INSTRUCTIONS FOR THE TASK - Among the records below, find the lines with the word "scaling" and copy them.

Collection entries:
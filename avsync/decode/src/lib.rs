/*!
    Audio segment reading for the avsync crate ecosystem.

    A recording's audio parts are ordinary media files; this crate demuxes
    and decodes them into the interleaved [`AudioFrame`]s the
    synchronization engine consumes, and probes the [`AudioTemplate`] that
    the exported audio stream mirrors.

    # Example

    ```ignore
    use avsync_decode::SegmentReader;

    let mut reader = SegmentReader::open("audio_00010.mp4")?;
    let template = reader.template();

    while let Some(frame) = reader.next_frame()? {
        // pair the frame with its wall-clock timestamp
    }
    ```
*/

pub use avsync_types::{AudioFrame, AudioTemplate, Error, Result};

mod reader;

pub use reader::SegmentReader;
/*!
    Video encoder variants.

    Two ways a captured frame becomes a packet:

    - [`FullFrameEncoder`] re-encodes raw pixel frames with MPEG-4,
      reusing one encoder-owned frame buffer per call
    - [`PassthroughEncoder`] wraps frames that already carry a compressed
      JPEG payload into packets as-is, one packet per frame

    [`VideoEncoder`] is the closed set over both, selected when the
    session is created.
*/

use ffmpeg_next::{
    codec,
    software::scaling::{context::Context as Scaler, flag::Flags as ScalerFlags},
    threading,
    util::error::EAGAIN,
    util::frame::video::Video as VideoFrameFFmpeg,
};

use avsync_types::{
    Error, MediaDuration, Packet, PixelData, Pts, Rational, Result, StreamType, VideoEncode,
    VideoFrame,
};

use crate::convert::{to_av_pixel, to_av_rational};

/**
    Tuning knobs for the full-frame MPEG-4 encoder.

    `bit_rate` defaults to the long-standing 150 Mbps production value;
    it is exposed here rather than hard-coded so deployments can tune it.
*/
#[derive(Clone, Copy, Debug)]
pub struct FullFrameConfig {
    /// Target bit rate in bits per second.
    pub bit_rate: usize,
    /// Allowed bit rate deviation, in bits per second.
    pub bit_rate_tolerance: usize,
    /// Encoder thread count.
    pub thread_count: usize,
}

impl Default for FullFrameConfig {
    fn default() -> Self {
        let bit_rate = 150_000_000;
        let threads = std::thread::available_parallelism()
            .map(|n| n.get().saturating_sub(1))
            .unwrap_or(1)
            .max(1);
        Self {
            bit_rate,
            bit_rate_tolerance: bit_rate / 20,
            thread_count: threads,
        }
    }
}

struct OpenedFullFrame {
    encoder: codec::encoder::video::Encoder,
    /// Reusable input buffer in the source pixel format.
    source: VideoFrameFFmpeg,
    /// Present when the codec consumes a different pixel format than the
    /// capture source delivers.
    scaler: Option<(Scaler, VideoFrameFFmpeg)>,
}

/**
    MPEG-4 full-frame encoder.

    Lazily opened by the first frame, which fixes width, height and pixel
    format for the whole session. Pixel planes are copied into one
    reusable frame buffer per call instead of allocating per frame.
*/
pub struct FullFrameEncoder {
    config: FullFrameConfig,
    time_base: Rational,
    state: Option<OpenedFullFrame>,
}

impl FullFrameEncoder {
    pub fn new(config: FullFrameConfig, time_base: Rational) -> Self {
        Self {
            config,
            time_base,
            state: None,
        }
    }

    /**
        Codec parameters of the opened encoder, for binding the output
        stream. `None` until the first frame configured the encoder.
    */
    pub fn parameters(&self) -> Option<codec::Parameters> {
        self.state
            .as_ref()
            .map(|state| codec::Parameters::from(&state.encoder))
    }

    fn open(&mut self, first: &VideoFrame) -> Result<()> {
        ffmpeg_next::init().map_err(|e| Error::codec(e.to_string()))?;

        let source_format = match &first.pixels {
            PixelData::Jpeg(_) => {
                return Err(Error::invalid_data(
                    "full-frame encoder cannot consume pre-compressed frames",
                ));
            }
            other => to_av_pixel(other.format()),
        };

        let codec = ffmpeg_next::encoder::find(codec::Id::MPEG4)
            .ok_or_else(|| Error::codec("mpeg4 encoder not available"))?;

        // prefer the codec's native pixel format; scale into it if the
        // capture source delivers something else
        let target_format = codec
            .video()
            .ok()
            .and_then(|caps| caps.formats().and_then(|mut formats| formats.next()))
            .unwrap_or(source_format);

        let mut context = codec::context::Context::new_with_codec(codec);
        context.set_threading(threading::Config {
            kind: threading::Type::Frame,
            count: self.config.thread_count,
        });

        let mut video = context
            .encoder()
            .video()
            .map_err(|e| Error::codec(e.to_string()))?;
        video.set_width(first.width);
        video.set_height(first.height);
        video.set_format(target_format);
        video.set_time_base(to_av_rational(self.time_base));
        video.set_bit_rate(self.config.bit_rate);
        unsafe {
            // bit_rate_tolerance has no safe setter
            (*video.as_mut_ptr()).bit_rate_tolerance = self.config.bit_rate_tolerance as i32;
        }

        let encoder = video
            .open_as(codec)
            .map_err(|e| Error::codec(e.to_string()))?;

        let source = VideoFrameFFmpeg::new(source_format, first.width, first.height);
        let scaler = if target_format != source_format {
            tracing::debug!("scaling {source_format:?} input to {target_format:?} for the codec");
            let scaler = Scaler::get(
                source_format,
                first.width,
                first.height,
                target_format,
                first.width,
                first.height,
                ScalerFlags::BILINEAR,
            )
            .map_err(|e| Error::codec(e.to_string()))?;
            let scaled = VideoFrameFFmpeg::new(target_format, first.width, first.height);
            Some((scaler, scaled))
        } else {
            None
        };

        self.state = Some(OpenedFullFrame {
            encoder,
            source,
            scaler,
        });
        Ok(())
    }
}

impl VideoEncode for FullFrameEncoder {
    fn configure(&mut self, first_frame: &VideoFrame) -> Result<()> {
        self.open(first_frame)
    }

    fn encode(&mut self, frame: &VideoFrame, pts: Pts) -> Result<Vec<Packet>> {
        let state = self
            .state
            .as_mut()
            .ok_or_else(|| Error::invalid_data("encoder has not been configured"))?;

        fill_source_frame(&mut state.source, frame)?;

        match state.scaler.as_mut() {
            Some((scaler, scaled)) => {
                scaler
                    .run(&state.source, scaled)
                    .map_err(|e| Error::codec(e.to_string()))?;
                scaled.set_pts(Some(pts.0));
                state
                    .encoder
                    .send_frame(scaled)
                    .map_err(|e| Error::codec(e.to_string()))?;
            }
            None => {
                state.source.set_pts(Some(pts.0));
                state
                    .encoder
                    .send_frame(&state.source)
                    .map_err(|e| Error::codec(e.to_string()))?;
            }
        }

        receive_packets(&mut state.encoder, self.time_base)
    }

    fn finish(&mut self) -> Result<Vec<Packet>> {
        let Some(state) = self.state.as_mut() else {
            // no frame ever arrived, nothing to flush
            return Ok(Vec::new());
        };
        state
            .encoder
            .send_eof()
            .map_err(|e| Error::codec(e.to_string()))?;
        receive_packets(&mut state.encoder, self.time_base)
    }
}

/**
    Pre-compressed frame passthrough (MJPEG).

    Each frame already carries a complete JPEG image; it is wrapped into
    exactly one packet with PTS = DTS. No codec state exists at all.
*/
pub struct PassthroughEncoder {
    time_base: Rational,
    dimensions: Option<(u32, u32)>,
}

impl PassthroughEncoder {
    pub fn new(time_base: Rational) -> Self {
        Self {
            time_base,
            dimensions: None,
        }
    }

    /**
        Raw codec parameters for binding the output stream. `None` until
        the first frame fixed the dimensions.
    */
    pub fn parameters(&self) -> Option<codec::Parameters> {
        use ffmpeg_next::ffi;

        let (width, height) = self.dimensions?;
        let mut parameters = codec::Parameters::new();
        unsafe {
            let par = parameters.as_mut_ptr();
            (*par).codec_type = ffi::AVMediaType::AVMEDIA_TYPE_VIDEO;
            (*par).codec_id = ffi::AVCodecID::AV_CODEC_ID_MJPEG;
            (*par).width = width as i32;
            (*par).height = height as i32;
            (*par).format = ffi::AVPixelFormat::AV_PIX_FMT_YUVJ422P as i32;
        }
        Some(parameters)
    }
}

impl VideoEncode for PassthroughEncoder {
    fn configure(&mut self, first_frame: &VideoFrame) -> Result<()> {
        self.dimensions = Some((first_frame.width, first_frame.height));
        Ok(())
    }

    fn encode(&mut self, frame: &VideoFrame, pts: Pts) -> Result<Vec<Packet>> {
        let PixelData::Jpeg(payload) = &frame.pixels else {
            return Err(Error::invalid_data(
                "passthrough encoder requires pre-compressed frames",
            ));
        };
        Ok(vec![Packet::new(
            payload.clone(),
            Some(pts),
            Some(pts),
            MediaDuration(0),
            self.time_base,
            true,
            StreamType::Video,
        )])
    }

    fn finish(&mut self) -> Result<Vec<Packet>> {
        Ok(Vec::new())
    }
}

/**
    The closed set of video encoder variants.
*/
pub enum VideoEncoder {
    FullFrame(FullFrameEncoder),
    Passthrough(PassthroughEncoder),
}

impl VideoEncoder {
    /**
        MPEG-4 full-frame encoding.
    */
    pub fn full_frame(config: FullFrameConfig, time_base: Rational) -> Self {
        Self::FullFrame(FullFrameEncoder::new(config, time_base))
    }

    /**
        MJPEG pre-compressed passthrough.
    */
    pub fn passthrough(time_base: Rational) -> Self {
        Self::Passthrough(PassthroughEncoder::new(time_base))
    }

    /**
        Codec parameters for the output stream, once configured.
    */
    pub fn parameters(&self) -> Option<codec::Parameters> {
        match self {
            Self::FullFrame(encoder) => encoder.parameters(),
            Self::Passthrough(encoder) => encoder.parameters(),
        }
    }
}

impl VideoEncode for VideoEncoder {
    fn configure(&mut self, first_frame: &VideoFrame) -> Result<()> {
        match self {
            Self::FullFrame(encoder) => encoder.configure(first_frame),
            Self::Passthrough(encoder) => encoder.configure(first_frame),
        }
    }

    fn encode(&mut self, frame: &VideoFrame, pts: Pts) -> Result<Vec<Packet>> {
        match self {
            Self::FullFrame(encoder) => encoder.encode(frame, pts),
            Self::Passthrough(encoder) => encoder.encode(frame, pts),
        }
    }

    fn finish(&mut self) -> Result<Vec<Packet>> {
        match self {
            Self::FullFrame(encoder) => encoder.finish(),
            Self::Passthrough(encoder) => encoder.finish(),
        }
    }
}

/**
    Copy the frame's pixel planes into the encoder-owned buffer,
    honoring the buffer's per-plane strides.
*/
fn fill_source_frame(target: &mut VideoFrameFFmpeg, frame: &VideoFrame) -> Result<()> {
    let width = frame.width as usize;
    let height = frame.height as usize;
    match &frame.pixels {
        PixelData::Yuv422 { y, u, v } => {
            copy_plane(target, 0, y, width, height)?;
            copy_plane(target, 1, u, width / 2, height)?;
            copy_plane(target, 2, v, width / 2, height)?;
        }
        PixelData::Bgr24(data) => {
            copy_plane(target, 0, data, width * 3, height)?;
        }
        PixelData::Jpeg(_) => {
            return Err(Error::invalid_data(
                "full-frame encoder cannot consume pre-compressed frames",
            ));
        }
    }
    Ok(())
}

fn copy_plane(
    target: &mut VideoFrameFFmpeg,
    plane: usize,
    source: &[u8],
    row_bytes: usize,
    rows: usize,
) -> Result<()> {
    let expected = row_bytes * rows;
    if source.len() < expected {
        return Err(Error::invalid_data(format!(
            "pixel plane {plane} holds {} bytes, expected {expected}",
            source.len()
        )));
    }
    let stride = target.stride(plane);
    let data = target.data_mut(plane);
    if stride == row_bytes {
        data[..expected].copy_from_slice(&source[..expected]);
    } else {
        for row in 0..rows {
            let dst = row * stride;
            let src = row * row_bytes;
            data[dst..dst + row_bytes].copy_from_slice(&source[src..src + row_bytes]);
        }
    }
    Ok(())
}

/**
    Drain every packet the encoder has ready.
*/
fn receive_packets(
    encoder: &mut codec::encoder::video::Encoder,
    time_base: Rational,
) -> Result<Vec<Packet>> {
    let mut packets = Vec::new();
    let mut encoded = ffmpeg_next::Packet::empty();
    loop {
        match encoder.receive_packet(&mut encoded) {
            Ok(()) => {
                packets.push(Packet::new(
                    encoded.data().map(|d| d.to_vec()).unwrap_or_default(),
                    encoded.pts().map(Pts),
                    encoded.dts().map(Pts),
                    MediaDuration(encoded.duration()),
                    time_base,
                    encoded.is_key(),
                    StreamType::Video,
                ));
            }
            Err(ffmpeg_next::Error::Other { errno }) if errno == EAGAIN => break,
            Err(ffmpeg_next::Error::Eof) => break,
            Err(e) => return Err(Error::codec(e.to_string())),
        }
    }
    Ok(packets)
}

ANSWER -
    software::scaling::{context::Context as Scaler, flag::Flags as ScalerFlags},
            tracing::debug!("scaling {source_format:?} input to {target_format:?} for the codec");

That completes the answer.